Pakistan Today

Old drug points to promising new direction for autism’s treatment

Autism written on the wipe board

Boys who received a single dose of the drug showed measurable, though not permanent, improvements in autism spectrum disorder (ASD) symptoms.

ASD is considered a complex, wide-spectrum disorder because the many symptoms can vary in combination and intensity. For this reason, no two people with ASD will have exactly the same symptoms.

Some of the behavioural symptoms of ASD include:

Difficulty making eye contact

Delayed language development

Difficulty holding a conversation

Intense or obsessive interests

Problems with planning and reasoning

Poor motor skills

Difficulty processing sensory signals

Robert K Naviaux, a professor of medicine, paediatrics, and pathology at UCSD School of Medicine and first author of the new study, believes that the idea of an abnormal “cell danger response” may offer a unifying theory for the development of ASD.

The cell danger response is a normal signal sent out by all cells when they suffer injury or stress. Its purpose, says Prof Naviaux, “is to help protect the cell and jump-start the healing process.” The signal causes the cell to stiffen its cell walls, stop talking to other cells, and withdraw until the threat subsides.

However, Prof Naviaux explains that the cell danger response “can get stuck” and stop the completion of the cell’s healing cycle. The cell persists in the threat response state, which can “permanently alter the way the cell responds to the world.”

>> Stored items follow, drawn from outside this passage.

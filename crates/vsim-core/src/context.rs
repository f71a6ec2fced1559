//! Execution Context: what every stage sees during a run
use crate::config::SimConfig;
use std::path::{Path, PathBuf};

#[derive(Debug, Clone)]
pub struct ExecutionContext {
    pub run_id: String,
    /// Directory tools run in; relative config paths resolve against it
    pub working_dir: PathBuf,
    pub config: SimConfig,
}

impl ExecutionContext {
    pub fn new(working_dir: impl Into<PathBuf>, config: SimConfig) -> Self {
        Self {
            run_id: uuid::Uuid::new_v4().to_string(),
            working_dir: working_dir.into(),
            config,
        }
    }

    /// Context rooted at the process's current directory.
    pub fn from_current_dir(config: SimConfig) -> std::io::Result<Self> {
        Ok(Self::new(std::env::current_dir()?, config))
    }

    pub fn resolve(&self, path: &Path) -> PathBuf {
        self.working_dir.join(path)
    }
}
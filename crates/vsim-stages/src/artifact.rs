use std::fs::File;
use std::io::{self, Write};
use std::path::Path;
use vsim_core::{ExecutionContext, Launcher, PipelineState, Stage, StageError, StageOutcome};

/// `blake3:<hex>` of the file at `path`.
pub fn trace_digest(path: &Path) -> io::Result<String> {
    let mut hasher = blake3::Hasher::new();
    io::copy(&mut File::open(path)?, &mut hasher)?;
    Ok(format!("blake3:{}", hasher.finalize()))
}

/// Looks for the waveform dump and hands it to the viewer.
///
/// Never fails the run. A missing trace or viewer only produces a warning.
#[derive(Default)]
pub struct ArtifactStage;

impl Stage for ArtifactStage {
    fn id(&self) -> &'static str {
        "artifact.trace.v1"
    }

    fn reaches(&self) -> PipelineState {
        PipelineState::Done
    }

    fn run(
        &self,
        ctx: &ExecutionContext,
        launcher: &dyn Launcher,
        out: &mut dyn Write,
    ) -> Result<StageOutcome, StageError> {
        let trace = &ctx.config.outputs.trace;
        let trace_path = ctx.resolve(trace);

        if !trace_path.exists() {
            writeln!(out, "WARNING: {} was not created", trace.display())?;
            return Ok(StageOutcome::warn(format!("{} was not created", trace.display())));
        }

        writeln!(out, "VCD file created successfully")?;
        let mut outcome = StageOutcome::ok();
        match trace_digest(&trace_path) {
            Ok(digest) => {
                tracing::info!(trace = %trace_path.display(), %digest, "trace file found");
                outcome = outcome.with_trace_digest(digest);
            }
            Err(e) => tracing::warn!(
                trace = %trace_path.display(),
                error = %e,
                "could not hash trace file"
            ),
        }

        if !ctx.config.launch_viewer {
            writeln!(out, "Viewer launch disabled, trace is at {}", trace.display())?;
            return Ok(outcome);
        }

        let viewer = &ctx.config.tools.viewer;
        writeln!(out, "Opening {}...", viewer)?;
        let args = [trace.to_string_lossy().into_owned()];
        match launcher.spawn_detached(viewer, &args, &ctx.working_dir) {
            Ok(()) => {
                writeln!(out, "{} launched", viewer)?;
                Ok(outcome)
            }
            Err(e) => {
                if e.kind() == io::ErrorKind::NotFound {
                    writeln!(out, "{} not found - open {} manually", viewer, trace.display())?;
                } else {
                    writeln!(
                        out,
                        "Could not launch {} ({}) - open {} manually",
                        viewer,
                        e,
                        trace.display()
                    )?;
                }
                let mut warned =
                    StageOutcome::warn(format!("{} could not be launched: {}", viewer, e));
                warned.trace_digest = outcome.trace_digest;
                Ok(warned)
            }
        }
    }
}
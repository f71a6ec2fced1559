//! Stage Trait: one contract for every step of the simulation pipeline
use crate::context::ExecutionContext;
use crate::data_model::{PipelineState, StageOutcome};
use crate::error::StageError;
use crate::launcher::Launcher;
use std::io::Write;

pub trait Stage: Send + Sync {
    /// Unique stage id (e.g. "build.iverilog.v1")
    fn id(&self) -> &'static str;

    /// State the pipeline is in once this stage succeeds
    fn reaches(&self) -> PipelineState;

    /// Runs the stage. User-facing diagnostics go to `out`.
    ///
    /// An `Err` halts the pipeline; the stage has already printed whatever
    /// the user needs to see about it.
    fn run(
        &self,
        ctx: &ExecutionContext,
        launcher: &dyn Launcher,
        out: &mut dyn Write,
    ) -> Result<StageOutcome, StageError>;
}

The effect at the molecular level is to disrupt the chemistry of cell equilibrium and cause chronic disease. Prof Naviaux says that “when this happens during early child development, it causes autism and many other chronic childhood disorders.”

Cells activate the cell danger response by releasing a small molecule from their energy-making compartments, or mitochondria. The release of this molecule is what acts as the danger signal, and it keeps being released as long as the cell danger response is active.

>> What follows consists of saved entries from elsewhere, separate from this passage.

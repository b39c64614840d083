//! Response types and error handling for API endpoints
//!
//! Provides unified error handling and JSON response formatting.

use axum::{
    http::StatusCode,
    response::{IntoResponse, Response},
    Json,
};
use graph_common::AppError;
use graph_core::DomainError;
use graph_service::ServiceError;
use serde::Serialize;
use thiserror::Error;
use tracing::error;
use validator::ValidationErrors;

/// API error type for consistent error responses
#[derive(Debug, Error)]
pub enum ApiError {
    #[error("{0}")]
    App(#[from] AppError),

    #[error("{0}")]
    Service(#[from] ServiceError),

    #[error("{0}")]
    Domain(#[from] DomainError),

    #[error("Validation error: {0}")]
    Validation(#[from] ValidationErrors),

    #[error("Invalid path parameter: {0}")]
    InvalidPath(String),

    #[error("Invalid query parameter: {0}")]
    InvalidQuery(String),

    #[error("Missing authorization header")]
    MissingAuth,

    #[error("Internal server error")]
    Internal(#[source] anyhow::Error),
}

impl ApiError {
    /// Get HTTP status code for this error
    #[must_use]
    pub fn status_code(&self) -> StatusCode {
        match self {
            Self::App(e) => StatusCode::from_u16(e.status_code()).unwrap_or(StatusCode::INTERNAL_SERVER_ERROR),
            Self::Service(e) => StatusCode::from_u16(e.status_code()).unwrap_or(StatusCode::INTERNAL_SERVER_ERROR),
            Self::Domain(e) => {
                if e.is_not_found() {
                    StatusCode::NOT_FOUND
                } else if e.is_validation() {
                    StatusCode::BAD_REQUEST
                } else if e.is_conflict() {
                    StatusCode::CONFLICT
                } else {
                    StatusCode::INTERNAL_SERVER_ERROR
                }
            }
            Self::Validation(_) | Self::InvalidPath(_) | Self::InvalidQuery(_) => StatusCode::BAD_REQUEST,
            Self::MissingAuth => StatusCode::UNAUTHORIZED,
            Self::Internal(_) => StatusCode::INTERNAL_SERVER_ERROR,
        }
    }

    /// Get error code for API responses
    #[must_use]
    pub fn error_code(&self) -> &str {
        match self {
            Self::App(e) => e.error_code(),
            Self::Service(e) => e.error_code(),
            Self::Domain(e) => e.code(),
            Self::Validation(_) => "VALIDATION_ERROR",
            Self::InvalidPath(_) => "INVALID_PATH_PARAMETER",
            Self::InvalidQuery(_) => "INVALID_QUERY_PARAMETER",
            Self::MissingAuth => "MISSING_AUTHORIZATION",
            Self::Internal(_) => "INTERNAL_ERROR",
        }
    }

    /// Create an internal error from any error
    pub fn internal(err: impl Into<anyhow::Error>) -> Self {
        Self::Internal(err.into())
    }

    /// Create an invalid path error
    pub fn invalid_path(msg: impl Into<String>) -> Self {
        Self::InvalidPath(msg.into())
    }

    /// Create an invalid query error
    pub fn invalid_query(msg: impl Into<String>) -> Self {
        Self::InvalidQuery(msg.into())
    }
}

/// Error response body
#[derive(Debug, Serialize)]
pub struct ErrorBody {
    pub error: ErrorDetail,
}

/// Error detail for API responses
#[derive(Debug, Serialize)]
pub struct ErrorDetail {
    pub code: String,
    pub message: String,
    #[serde(skip_serializing_if = "Option::is_none")]
    pub details: Option<serde_json::Value>,
}

impl IntoResponse for ApiError {
    fn into_response(self) -> Response {
        let status = self.status_code();
        let code = self.error_code().to_string();
        let message = self.to_string();

        // Log server errors
        if status.is_server_error() {
            error!(error = ?self, "Server error occurred");
        }

        // Build details for validation errors
        let details = if let Self::Validation(errors) = &self {
            Some(serde_json::to_value(errors).unwrap_or_default())
        } else {
            None
        };

        let body = ErrorBody {
            error: ErrorDetail {
                code,
                message,
                details,
            },
        };

        (status, Json(body)).into_response()
    }
}

/// Type alias for API results
pub type ApiResult<T> = Result<T, ApiError>;
//! Domain error types

mod domain_error;

pub use domain_error::DomainError;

Suramin blocks the ability of the small molecule to release the danger signal. The effect, says Prof Naviaux, is to signal that “the cellular war is over, the danger has passed and cells can return to ‘peacetime’ jobs like normal neurodevelopment, growth, and healing.”

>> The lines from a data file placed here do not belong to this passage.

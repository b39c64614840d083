//! Aggregation engine
//!
//! Read-only queries that combine edge counts and lookups with a viewer into
//! view models. All edge reads of one query come from a single snapshot.

use graph_core::entities::{
    ChannelProfile, ChannelStats, ContentReactionSummary, EdgeFilter, EdgeKey, OwnedContent,
    ReactionSummary,
};
use graph_core::traits::EdgeSnapshot;
use graph_core::value_objects::{ActorId, ReactionKind, ReactionState, Target, TargetType};
use graph_core::DomainError;
use tracing::instrument;

use super::context::ServiceContext;
use super::error::ServiceResult;

/// Aggregation service
pub struct AggregationService<'a> {
    ctx: &'a ServiceContext,
}

impl<'a> AggregationService<'a> {
    /// Create a new AggregationService
    pub fn new(ctx: &'a ServiceContext) -> Self {
        Self { ctx }
    }

    /// Subscription counts of a channel and whether the viewer subscribes to it
    #[instrument(skip(self))]
    pub async fn get_channel_profile(
        &self,
        channel: ActorId,
        viewer: Option<ActorId>,
    ) -> ServiceResult<ChannelProfile> {
        self.require_channel(&channel).await?;

        let mut snapshot = self.ctx.edge_store().snapshot().await?;
        let subscriber_count = snapshot
            .count_edges(&EdgeFilter::SubscribersOf(channel.clone()))
            .await?;
        let subscribed_to_count = snapshot
            .count_edges(&EdgeFilter::SubscriptionsOf(channel.clone()))
            .await?;
        let is_subscribed_by_viewer = match viewer {
            Some(viewer) => snapshot
                .find_edge(&EdgeKey::subscription(viewer, channel.clone()))
                .await?
                .is_some(),
            None => false,
        };
        snapshot.close().await?;

        Ok(ChannelProfile {
            channel,
            subscriber_count,
            subscribed_to_count,
            is_subscribed_by_viewer,
        })
    }

    /// Like and dislike counts on a target and the viewer's own reaction
    #[instrument(skip(self))]
    pub async fn get_reaction_summary(
        &self,
        target: Target,
        viewer: Option<ActorId>,
    ) -> ServiceResult<ReactionSummary> {
        self.require_target(&target).await?;

        let mut snapshot = self.ctx.edge_store().snapshot().await?;
        let (like_count, dislike_count) = reaction_counts(snapshot.as_mut(), &target).await?;
        let viewer_reaction = match viewer {
            Some(viewer) => snapshot
                .find_edge(&EdgeKey::reaction(viewer, target.clone()))
                .await?
                .and_then(|edge| edge.as_reaction().map(|e| e.kind))
                .into(),
            None => ReactionState::None,
        };
        snapshot.close().await?;

        Ok(ReactionSummary {
            target,
            like_count,
            dislike_count,
            viewer_reaction,
        })
    }

    /// Dashboard totals: views and likes across the channel's videos, plus subscribers
    #[instrument(skip(self))]
    pub async fn get_channel_stats(&self, channel: ActorId) -> ServiceResult<ChannelStats> {
        self.require_channel(&channel).await?;
        let videos = self.owned_videos(&channel).await?;
        let total_views = videos.iter().map(|video| video.views).sum();

        let mut snapshot = self.ctx.edge_store().snapshot().await?;
        let total_subscribers = snapshot
            .count_edges(&EdgeFilter::SubscribersOf(channel.clone()))
            .await?;
        let total_likes = if videos.is_empty() {
            0
        } else {
            let filter = EdgeFilter::ReactionsOnAny {
                targets: videos.into_iter().map(|video| Target::video(video.id)).collect(),
                kind: ReactionKind::Like,
            };
            snapshot.count_edges(&filter).await?
        };
        snapshot.close().await?;

        Ok(ChannelStats {
            channel,
            total_views,
            total_subscribers,
            total_likes,
        })
    }

    /// Each of the channel's videos with its views and reaction counts
    #[instrument(skip(self))]
    pub async fn list_channel_content_reactions(
        &self,
        channel: ActorId,
    ) -> ServiceResult<Vec<ContentReactionSummary>> {
        self.require_channel(&channel).await?;
        let videos = self.owned_videos(&channel).await?;

        let mut snapshot = self.ctx.edge_store().snapshot().await?;
        let mut rows = Vec::with_capacity(videos.len());
        for video in videos {
            let target = Target::video(video.id);
            let (like_count, dislike_count) = reaction_counts(snapshot.as_mut(), &target).await?;
            rows.push(ContentReactionSummary {
                target,
                views: video.views,
                like_count,
                dislike_count,
            });
        }
        snapshot.close().await?;

        Ok(rows)
    }

    // ========================================================================
    // Helpers
    // ========================================================================

    async fn require_channel(&self, channel: &ActorId) -> ServiceResult<()> {
        if self.ctx.channels().channel_exists(channel).await? {
            Ok(())
        } else {
            Err(DomainError::ChannelNotFound(channel.clone()).into())
        }
    }

    async fn require_target(&self, target: &Target) -> ServiceResult<()> {
        match self.ctx.content().owner_of(target).await? {
            Some(_) => Ok(()),
            None => Err(DomainError::InvalidTarget(target.clone()).into()),
        }
    }

    async fn owned_videos(&self, channel: &ActorId) -> ServiceResult<Vec<OwnedContent>> {
        let catalog = self.ctx.content().catalog(TargetType::Video)?;
        Ok(catalog.list_by_owner(channel).await?)
    }
}

async fn reaction_counts(
    snapshot: &mut dyn EdgeSnapshot,
    target: &Target,
) -> Result<(i64, i64), DomainError> {
    let likes = snapshot
        .count_edges(&EdgeFilter::ReactionsOn {
            target: target.clone(),
            kind: ReactionKind::Like,
        })
        .await?;
    let dislikes = snapshot
        .count_edges(&EdgeFilter::ReactionsOn {
            target: target.clone(),
            kind: ReactionKind::Dislike,
        })
        .await?;
    Ok((likes, dislikes))
}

The aim of the trial was to find out whether the cell danger response theory might explain the development of ASD and to assess the safety of suramin, which is not approved for the treatment of ASD. An earlier trial that tested the drug on mice had found that a single dose “temporarily reversed” symptoms of ASD.

The boys were randomly assigned to receive either a single intravenous transfusion of suramin, or a placebo.

The results showed that all five boys who received the active drug showed measurable improvements in ASD symptoms not seen in the placebo group. The improvements were specifically in speech and language, social communication and play, coping skills, calm and focus, and repetitive behaviour.

The researchers used a battery of standardised tests and interviews to measure the improvements. When these involved parent observations, the team only counted a change as an improvement if it persisted for at least a week. This was to rule out any fluctuations in day-to-day behaviour that may have occurred anyway.

Prof Naviaux says that there were four non-verbal children in the trial: two aged 6 and two aged 14, with one of each age having been assigned to the drug group and the placebo group.

“The 6-year-old and the 14-year-old who received suramin said the first sentences of their lives about one week after the single suramin infusion,” he notes. “This did not happen in any of the children given the placebo.”